Corporal Joshua Hoole, described as “fit, capable and determined”, died within an hour of collapsing during an annual fitness test (AFT) at Brecon, Wales on July 19, 2016.

The death of the 26-year-old, of Ecclefechan near Lockerbie, Dumfries and Galloway, came three years after three Army reservists suffered fatal heat illness during an SAS selection march in the Brecon Beacons.

An inquest into Cpl Hoole’s death has already heard soldiers were aware it was to be “the hottest day of the year” and the march start time was brought forward, due to the weather.

Corporal Josh Hoole funeral
The coffin of Corporal Josh Hoole is carried into Crichton Memorial church in Dumfries for his funeral by colleagues and his brother Tyrone (right). (Andrew Milligan/PA)

He criticised the Ministry of Defence (MOD) during the inquest for “blaming individuals”.

Capt Nufer signed off a risk assessment for the march and was asked about his understanding of a key Army health and safety document, which talks about heat injuries, known as JSP 539.

Senior coroner Louise Hunt asked Capt Nufer if he had ever had any training on how to produce a written risk assessment, including mitigating for heat illness.

The inquest previously heard from a heat illness expert that the assessment’s risk rating had been “calculated incorrectly”.

Capt Nufer said: “I had no formal (risk assessment) training on anything to do with activities.”

The officer added that the only formal training he ever had was to do with building safety.

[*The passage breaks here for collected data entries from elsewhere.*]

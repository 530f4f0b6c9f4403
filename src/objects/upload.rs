//! Reading upload files for multipart requests.

use std::path::Path;

use tokio::fs::File;
use tokio::io::AsyncReadExt;

use crate::objects::PardotError;

/// A file read fully into memory, ready to attach to a multipart form.
#[derive(Debug)]
pub(crate) struct Upload {
    pub(crate) file_name: String,
    pub(crate) bytes: Vec<u8>,
}

/// Reads `path` into memory.
///
/// The file handle lives only inside this function and is closed on every
/// return path, so nothing stays open while the request is in flight.
pub(crate) async fn read_upload(path: &Path) -> Result<Upload, PardotError> {
    let to_error = |source| PardotError::File {
        path: path.to_path_buf(),
        source,
    };

    let mut file = File::open(path).await.map_err(to_error)?;
    let mut bytes = Vec::new();
    file.read_to_end(&mut bytes).await.map_err(to_error)?;

    let file_name = path
        .file_name()
        .map_or_else(|| "upload.csv".to_string(), |name| name.to_string_lossy().into_owned());

    Ok(Upload { file_name, bytes })
}
//! Error type returned by the Pardot object wrappers.
//!
//! - [`PardotError::File`]: An upload file could not be opened or read
//! - [`PardotError::Http`]: Wraps any [`HttpError`] from the transport
//! - [`PardotError::Serialization`]: A request document could not be encoded
//!
//! # Example
//!
//! ```rust,ignore
//! use pardot_api::objects::PardotError;
//!
//! match imports.add_batch(42, "prospects.csv".as_ref(), QueryParams::new()).await {
//!     Ok(response) => println!("Batch added: {}", response.body),
//!     Err(PardotError::File { path, source }) => {
//!         println!("Cannot read {}: {source}", path.display());
//!     }
//!     Err(e) => println!("Request failed: {e}"),
//! }
//! ```

use std::path::PathBuf;

use thiserror::Error;

use crate::clients::HttpError;

/// Error type for Pardot object operations.
#[derive(Debug, Error)]
pub enum PardotError {
    /// An upload file could not be opened or read.
    ///
    /// Raised before any request is sent.
    #[error("Failed to read upload file '{}': {source}", path.display())]
    File {
        /// The path that was provided.
        path: PathBuf,
        /// The underlying I/O error.
        #[source]
        source: std::io::Error,
    },

    /// An HTTP-level error occurred.
    #[error(transparent)]
    Http(#[from] HttpError),

    /// A request document could not be serialized.
    #[error("Failed to serialize request: {0}")]
    Serialization(#[from] serde_json::Error),
}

He added that when he took over the position in charge of the training team earlier in 2016, nothing in the handover from his predecessor talked about producing risk assessments.

He said that he had had no formal training on JSP 539 either, although he read a copy after it was referred to in an internal email earlier in 2016 off the back of the three reservists’ deaths during SAS selection.

Capt Nufer said: “I did know it existed – I wasn’t familiar with it, and I wasn’t trained to interpret it.”

He took a “common sense” approach and applied his experience and the advice of others as to whether an activity like an AFT should be stopped for health and safety reasons.

When the coroner then asked who he believed was in charge of the AFT march, he said it was the physical training instructor or PTI, Rifleman Keith Macguire, “for that particular event” as he was the “subject matter expert” (SME).

He added that the PTI had been “content” with the risk assessment, before the march set off.

Capt Nufer was also asked about the requirement to check a key temperature gauge, the wet bulb globe thermometer (WGBT) before setting out on the AFT.

The inquest has already heard that exercises should neither start not be continued if the gauge, measuring heat and humidity and located outside the gym at Dering Lines, hits 20C.

Evidence has previously been heard that by 8.30am, 22 minutes before Cpl Hoole’s collapse, the temperature was at 20C at Dering Lines and the march should have stopped.

But nobody on the march was in direct communication with the base.

Ms Hunt asked: “Did you check WBGT before you went out?”

Capt Nufer replied “no”, adding “when we arrived, I encouraged the PTI to touch base with the gym and I assume that is what he did”.

The inquest has heard Mr Macguire later told investigators he did not carry out the check, admitting it was “lazy” of him not to.

Asked if was aware of the 20C limit at the time, Capt Nufer said he was “unsure” and relied on the PTI for such knowledge.

He said: “In absolute honesty, I was unsure of what those limits were and I rely on the SME as to what, where and how those limits apply.”

He added that whenever he was informed of a drop-out along the route he also “passed it on to the PTI”, and was only acting as one of several “sweepers”, collecting any stragglers on the march.

Later, he was asked questions by the Ministry of Defence’s barrister Dijen Basu QC but Capt Nufer began by saying “I wish to assist the inquiry but I’m going to find it very difficult to answer.

“I don’t trust him or the people he represents.”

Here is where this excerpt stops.